Stored items:

//! Question bank loader.

use std::path::Path;

use ron::ser::PrettyConfig;
use typology_core::{QuizBank, QuizStrategy};

use crate::loaders::{LoadResult, read_file};

/// Loader for question banks stored as RON.
pub struct QuizBankLoader;

impl QuizBankLoader {
    /// Load a bank from a RON file.
    ///
    /// Rejects banks whose question ids are not unique.
    pub fn load(path: &Path) -> LoadResult<QuizBank> {
        let content = read_file(path)?;
        let bank: QuizBank = ron::from_str(&content)
            .map_err(|e| anyhow::anyhow!("Failed to parse quiz bank RON: {}", e))?;

        if let Some(id) = bank.duplicate_id() {
            anyhow::bail!("Quiz bank {} repeats question id `{}`", path.display(), id);
        }
        tracing::debug!(
            path = %path.display(),
            strategy = %bank.strategy,
            questions = bank.total_questions(),
            "loaded quiz bank"
        );
        Ok(bank)
    }

    /// Load a bank and check that it was written for `strategy`.
    pub fn load_for(path: &Path, strategy: QuizStrategy) -> LoadResult<QuizBank> {
        let bank = Self::load(path)?;
        if bank.strategy != strategy {
            anyhow::bail!(
                "Quiz bank {} is a {} bank, expected {}",
                path.display(),
                bank.strategy,
                strategy
            );
        }
        Ok(bank)
    }

    /// Render a bank as pretty RON.
    pub fn to_ron(bank: &QuizBank) -> LoadResult<String> {
        ron::ser::to_string_pretty(bank, PrettyConfig::default())
            .map_err(|e| anyhow::anyhow!("Failed to serialize quiz bank: {}", e))
    }

    /// Write a bank to a RON file.
    pub fn save(path: &Path, bank: &QuizBank) -> LoadResult<()> {
        let content = Self::to_ron(bank)?;
        std::fs::write(path, content)
            .map_err(|e| anyhow::anyhow!("Failed to write file {}: {}", path.display(), e))
    }
}

#[cfg(test)]
mod tests {
    use super::*;
    use crate::banks::{deep_bank, quick_bank};

    #[test]
    fn standard_bank_survives_a_file_trip() {
        let dir = tempfile::tempdir().unwrap();
        let path = dir.path().join("deep.ron");

        QuizBankLoader::save(&path, &deep_bank()).unwrap();
        let loaded = QuizBankLoader::load_for(&path, QuizStrategy::Deep).unwrap();
        assert_eq!(loaded, deep_bank());

        let err = QuizBankLoader::load_for(&path, QuizStrategy::Quick).unwrap_err();
        assert!(err.to_string().contains("expected quick"));
    }

    #[test]
    fn duplicate_ids_are_rejected() {
        let dir = tempfile::tempdir().unwrap();
        let path = dir.path().join("quick.ron");

        let mut bank = quick_bank();
        let first = bank.attitudinal[0].clone();
        bank.attitudinal.push(first);
        QuizBankLoader::save(&path, &bank).unwrap();

        let err = QuizBankLoader::load(&path).unwrap_err();
        assert!(err.to_string().contains("repeats question id `ap-1`"));
    }
}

Aim of the task:
All of the entries above need to be output again exactly.

Result:
//! Question bank loader.

use std::path::Path;

use ron::ser::PrettyConfig;
use typology_core::{QuizBank, QuizStrategy};

use crate::loaders::{LoadResult, read_file};

/// Loader for question banks stored as RON.
pub struct QuizBankLoader;

impl QuizBankLoader {
    /// Load a bank from a RON file.
    ///
    /// Rejects banks whose question ids are not unique.
    pub fn load(path: &Path) -> LoadResult<QuizBank> {
        let content = read_file(path)?;
        let bank: QuizBank = ron::from_str(&content)
            .map_err(|e| anyhow::anyhow!("Failed to parse quiz bank RON: {}", e))?;

        if let Some(id) = bank.duplicate_id() {
            anyhow::bail!("Quiz bank {} repeats question id `{}`", path.display(), id);
        }
        tracing::debug!(
            path = %path.display(),
            strategy = %bank.strategy,
            questions = bank.total_questions(),
            "loaded quiz bank"
        );
        Ok(bank)
    }

    /// Load a bank and check that it was written for `strategy`.
    pub fn load_for(path: &Path, strategy: QuizStrategy) -> LoadResult<QuizBank> {
        let bank = Self::load(path)?;
        if bank.strategy != strategy {
            anyhow::bail!(
                "Quiz bank {} is a {} bank, expected {}",
                path.display(),
                bank.strategy,
                strategy
            );
        }
        Ok(bank)
    }

    /// Render a bank as pretty RON.
    pub fn to_ron(bank: &QuizBank) -> LoadResult<String> {
        ron::ser::to_string_pretty(bank, PrettyConfig::default())
            .map_err(|e| anyhow::anyhow!("Failed to serialize quiz bank: {}", e))
    }

    /// Write a bank to a RON file.
    pub fn save(path: &Path, bank: &QuizBank) -> LoadResult<()> {
        let content = Self::to_ron(bank)?;
        std::fs::write(path, content)
            .map_err(|e| anyhow::anyhow!("Failed to write file {}: {}", path.display(), e))
    }
}

#[cfg(test)]
mod tests {
    use super::*;
    use crate::banks::{deep_bank, quick_bank};

    #[test]
    fn standard_bank_survives_a_file_trip() {
        let dir = tempfile::tempdir().unwrap();
        let path = dir.path().join("deep.ron");

        QuizBankLoader::save(&path, &deep_bank()).unwrap();
        let loaded = QuizBankLoader::load_for(&path, QuizStrategy::Deep).unwrap();
        assert_eq!(loaded, deep_bank());

        let err = QuizBankLoader::load_for(&path, QuizStrategy::Quick).unwrap_err();
        assert!(err.to_string().contains("expected quick"));
    }

    #[test]
    fn duplicate_ids_are_rejected() {
        let dir = tempfile::tempdir().unwrap();
        let path = dir.path().join("quick.ron");

        let mut bank = quick_bank();
        let first = bank.attitudinal[0].clone();
        bank.attitudinal.push(first);
        QuizBankLoader::save(&path, &bank).unwrap();

        let err = QuizBankLoader::load(&path).unwrap_err();
        assert!(err.to_string().contains("repeats question id `ap-1`"));
    }
}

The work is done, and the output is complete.